StreamJsonRpc includes the following IJsonRpcMessageFormatter implementations:

  1. JsonMessageFormatter - Uses Newtonsoft.Json to serialize each JSON-RPC message as actual JSON. The text encoding is configurable via a property. All RPC method parameters and return types must be serializable by Newtonsoft.Json. You can leverage JsonConverter and add your custom converters via attributes or by contributing them to the JsonMessageFormatter.JsonSerializer.Converters collection.

  2. MessagePackFormatter - Uses the MessagePack-CSharp library to serialize each JSON-RPC message using the very fast and compact binary MessagePack format. All RPC method parameters and return types must be serializable by IMessagePackFormatter<T>. You can contribute your own via MessagePackFormatter.SetOptions(MessagePackSerializationOptions). See alternative formatters below.

  3. SystemTextJsonFormatter - Uses the System.Text.Json library to serialize each JSON-RPC message as UTF-8 encoded JSON. All RPC method parameters and return types must be serializable by System.Text.Json. You can leverage JsonConverter<T> and add your custom converters via attributes or by contributing them to the SystemTextJsonFormatter.JsonSerializerOptions.Converters collection.

When authoring a custom IJsonRpcMessageFormatter implementation, consider supporting the exotic types that require formatter participation. We have helper classes to make this straightforward. Refer to the source code from our built-in formatters to see how to use these helper classes.

Choosing your formatter

When to use MessagePackFormatter

The very best performance comes from using the MessagePackFormatter with the LengthHeaderMessageHandler. This combination is the fastest and produces the most compact serialized format.

The MessagePack format is a fast, binary serialization format that resembles the structure of JSON. It can be used as a substitute for JSON when both parties agree on the protocol for significant wins in terms of performance and payload size.

Utilizing MessagePack for exchanging JSON-RPC messages is incredibly easy. Check out the BasicJsonRpc method in our MessagePackFormatterTests class.

When to use SystemTextJsonFormatter

When the remote party does not support MessagePack but does support UTF-8 encoded JSON, SystemTextJsonFormatter offers the most performant choice available.

This formatter is compatible with remote systems that use JsonMessageFormatter, provided they use the default UTF-8 encoding. The remote party must also use the same message handler, such as HeaderDelimitedMessageHandler.

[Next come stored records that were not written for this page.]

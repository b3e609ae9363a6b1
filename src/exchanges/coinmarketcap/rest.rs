use crate::core::errors::ExchangeError;
use crate::core::kernel::RestClient;
use crate::exchanges::coinmarketcap::types::{CmcGlobal, CmcTicker};

/// Thin typed wrapper around `RestClient` for the CoinMarketCap v1 API.
///
/// Public-only: no envelope, no authentication, no nonce. Currency names
/// (not symbols) address the ticker endpoint.
pub struct CoinMarketCap<R: RestClient> {
    client: R,
}

impl<R: RestClient> CoinMarketCap<R> {
    pub fn new(client: R) -> Self {
        Self { client }
    }

    /// Get the ticker for `currency`, optionally converting prices into
    /// `convert_currency`.
    pub async fn get_ticker(
        &self,
        currency: &str,
        convert_currency: Option<&str>,
    ) -> Result<CmcTicker, ExchangeError> {
        let endpoint = format!("/ticker/{}/", currency.to_lowercase());

        let convert = convert_currency.map(str::to_uppercase);
        let params: Vec<(&str, &str)> = match convert.as_deref() {
            Some(convert) => vec![("convert", convert)],
            None => Vec::new(),
        };

        // The aggregator wraps the single listing in a one-element array.
        let listings: Vec<CmcTicker> = self.client.get_json(&endpoint, &params, false).await?;
        listings.into_iter().next().ok_or_else(|| {
            ExchangeError::DeserializationError(format!("No listing returned for '{}'", currency))
        })
    }

    /// Get global market statistics, optionally converted into
    /// `convert_currency`.
    pub async fn get_global(
        &self,
        convert_currency: Option<&str>,
    ) -> Result<CmcGlobal, ExchangeError> {
        let convert = convert_currency.map(str::to_uppercase);
        let params: Vec<(&str, &str)> = match convert.as_deref() {
            Some(convert) => vec![("convert", convert)],
            None => Vec::new(),
        };

        self.client.get_json("/global/", &params, false).await
    }
}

When to use JsonMessageFormatter

This formatter is the default for legacy reasons, and offers compatibility with data types that can only be serialized with Newtonsoft.Json. It produces JSON text and allows configuring the text encoding, with UTF-8 being the default.

This formatter is compatible with remote systems that use SystemTextJsonFormatter when using the default UTF-8 encoding. The remote party must also use the same message handler, such as HeaderDelimitedMessageHandler.